Whatever little I have knew of Narendra Modi as Gujarat chief minister while covering Gandhinagar Sachivalaya, Modi never likes this kind of out-of-the-way celebrations. I don’t know whether Nitin sponsored all these celebrations ahead of the crucial announcement of chief minister, flashed on August 5 at around 6.00 pm. But he did nothing to stop all of it either. Nitin, for all these years, was essentially seen as a necessity in the Cabinet, because he, in a way, had “succeeded” AK Patel, known for decades as the North Gujarat Patel strongman.

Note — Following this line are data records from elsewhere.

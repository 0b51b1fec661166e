//! Validate command implementation

use super::AnnotationArgs;
use crate::input::FileReader;
use anyhow::Result;
use clap::Args;
use iaa_core::{tokenize_with, Annotation, EditMode};
use std::path::PathBuf;

/// Arguments for the validate command
#[derive(Debug, Args)]
pub struct ValidateArgs {
    /// Annotated files to check; two or more are also checked for matching text
    #[arg(short, long = "file", value_name = "FILE", required = true, num_args = 1..)]
    pub files: Vec<PathBuf>,

    #[command(flatten)]
    pub annotation: AnnotationArgs,
}

impl ValidateArgs {
    /// Execute the validate command
    pub fn execute(&self) -> Result<()> {
        let config = self.annotation.load_config()?;
        let encoding = self.annotation.encoding(&config)?;
        let core_config = self.annotation.core_config(&config, EditMode::Standard)?;

        let mut parsed: Vec<(&PathBuf, Annotation)> = Vec::with_capacity(self.files.len());
        let mut failures = 0;

        for path in &self.files {
            let text = FileReader::read_text(path, encoding)?;
            match tokenize_with(&text, core_config.markers()) {
                Ok(annotation) => {
                    println!(
                        "✓ {}: {} tokens, {} markables",
                        path.display(),
                        annotation.len(),
                        annotation.markables().len()
                    );
                    parsed.push((path, annotation));
                }
                Err(e) => {
                    println!("✗ {}: {e}", path.display());
                    failures += 1;
                }
            }
        }

        if failures == 0 {
            if let Some(((first_path, first), rest)) = parsed.split_first() {
                for (path, annotation) in rest {
                    match iaa_core::validate(first, annotation) {
                        Ok(()) => log::debug!(
                            "{} matches {}",
                            path.display(),
                            first_path.display()
                        ),
                        Err(e) => {
                            println!(
                                "✗ {} does not match {}: {e}",
                                path.display(),
                                first_path.display()
                            );
                            failures += 1;
                        }
                    }
                }
                if !rest.is_empty() && failures == 0 {
                    println!("✓ All files contain the same text");
                }
            }
        }

        if failures > 0 {
            anyhow::bail!("Validation failed: {failures} problem(s) found");
        }
        Ok(())
    }
}

#[cfg(test)]
mod tests {
    use super::*;
    use std::fs;
    use tempfile::TempDir;

    fn args(files: Vec<PathBuf>) -> ValidateArgs {
        ValidateArgs {
            files,
            annotation: AnnotationArgs::default(),
        }
    }

    #[test]
    fn test_validate_single_file() {
        let temp_dir = TempDir::new().unwrap();
        let path = temp_dir.path().join("text1.txt");
        fs::write(&path, "[Er] geht zu [Lisa].").unwrap();

        assert!(args(vec![path]).execute().is_ok());
    }

    #[test]
    fn test_validate_malformed_file() {
        let temp_dir = TempDir::new().unwrap();
        let path = temp_dir.path().join("broken.txt");
        fs::write(&path, "[Er geht zu [Lisa].").unwrap();

        let err = args(vec![path]).execute().unwrap_err();
        assert!(err.to_string().contains("1 problem"));
    }

    #[test]
    fn test_validate_matching_pair() {
        let temp_dir = TempDir::new().unwrap();
        let left = temp_dir.path().join("a.txt");
        let right = temp_dir.path().join("b.txt");
        fs::write(&left, "als [Peter] [seinen Mund]").unwrap();
        fs::write(&right, "als [Peter seinen] Mund").unwrap();

        assert!(args(vec![left, right]).execute().is_ok());
    }

    #[test]
    fn test_validate_mismatched_pair() {
        let temp_dir = TempDir::new().unwrap();
        let left = temp_dir.path().join("a.txt");
        let right = temp_dir.path().join("b.txt");
        fs::write(&left, "[Ali] hat Hunde.").unwrap();
        fs::write(&right, "[Ali] hat Katzen.").unwrap();

        assert!(args(vec![left, right]).execute().is_err());
    }

    #[test]
    fn test_validate_custom_markers() {
        let temp_dir = TempDir::new().unwrap();
        let path = temp_dir.path().join("tags.txt");
        fs::write(&path, "<m>Er</m> geht").unwrap();

        let cmd = ValidateArgs {
            files: vec![path],
            annotation: AnnotationArgs {
                opening: Some("<m>".into()),
                closing: Some("</m>".into()),
                ..AnnotationArgs::default()
            },
        };
        assert!(cmd.execute().is_ok());
    }

    #[test]
    fn test_validate_missing_file() {
        let err = args(vec![PathBuf::from("/nonexistent/a.txt")])
            .execute()
            .unwrap_err();
        assert!(err.to_string().contains("File not found"));
    }
}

A strong protagonist of Modi’s bete noire Keshubhai Patel for long, going so far as to attend a meeting opposing Modi’s choice as chief minister in October 2001, he did not get the required Modi support either in December 2002 assembly or in April 2004 Parliamentary polls. Defeated in both the polls, he found where his interests lied – and quickly changed sides. I remember how, during interactions post-2004 polls, he began to speak glowingly of Modi, something he never did earlier. Nitin won assembly elections in 2007, and Modi, knowing fully well the importance of keeping Patels in good spirits, took him in the Cabinet.
I have tracked Nitin since 1995, when his name appeared in reports on a caste riot in Kadi, his home town near Mehsana district. Dalits were attacked by individuals who allegedly happened to supported Nitin. Dalits’ houses were ransacked and shops torched. A member of an independent fact-finding team told me later the Dalits pointed fingers towards Nitin for “instigating” violence.
On February 27, 2002, the day Godhra train burning incident took place, I met him in the Gujarat state assembly chamber, only to find him frantically telling his supporters to “get ready” to support the Gujarat bandh call by Vishwa Hindu Parishad (VHP) with all their might. While he may not have been found involved in any of the rioting incidents, his district, Mehsana, became notorious for at least two ghastly incidents, which took place on March 1, 2002: Dipda Darwaza in Visnagar town, in which mob killed 11 members of a family; and Sardarpura village where 33 people were killed.
One of the major complaints, both within the BJP and in the government, against Nitin has been, he does not have “control” over his tongue. I would just quote from a small snippet in a popular Monday column, True Lies, in the Times of India, Ahmedabad. A few reporters went to see him in his Gujarat state assembly. Then Gujarat’s irrigation minister, he was asked about why North Gujarat villagers were refusing to use a high-profile government irrigation scheme, Sujalam Sufalam, for potable water. He didn’t like the question, as it concerned his region.
Put off, Nitin said, “It is like this. Government provides free and good quality condoms to people. But there are certain communities and groups who do not want to use but keep adding numbers to the population, disregarding the task of development. The government just cannot do anything about it.”